• WHAT IS REQUIRED:
Each line below that holds the word "Some" counts once. Say how many such lines there are, and no more.

• RECORDS TO USE:
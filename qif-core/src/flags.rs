use std::fmt;

/// Reconciliation state carried by the `C` line of a ledger entry. An entry
/// without a `C` line is uncleared.
#[derive(Clone, Copy, Debug, Eq, PartialEq, Hash)]
pub enum Cleared {
    Cleared,
    Reconciled,
}

impl Cleared {
    pub fn symbol(self) -> &'static str {
        match self {
            Cleared::Cleared => "*",
            Cleared::Reconciled => "X",
        }
    }

    /// Reads the value of a `C` line, `None` for a status it does not know.
    pub fn from_symbol(s: &str) -> Option<Cleared> {
        match s.trim() {
            "*" | "c" => Some(Cleared::Cleared),
            "X" | "x" | "R" => Some(Cleared::Reconciled),
            _ => None,
        }
    }
}

impl fmt::Display for Cleared {
    fn fmt(&self, f: &mut fmt::Formatter<'_>) -> fmt::Result {
        f.write_str(self.symbol())
    }
}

• EXERCISE OUTPUT:
2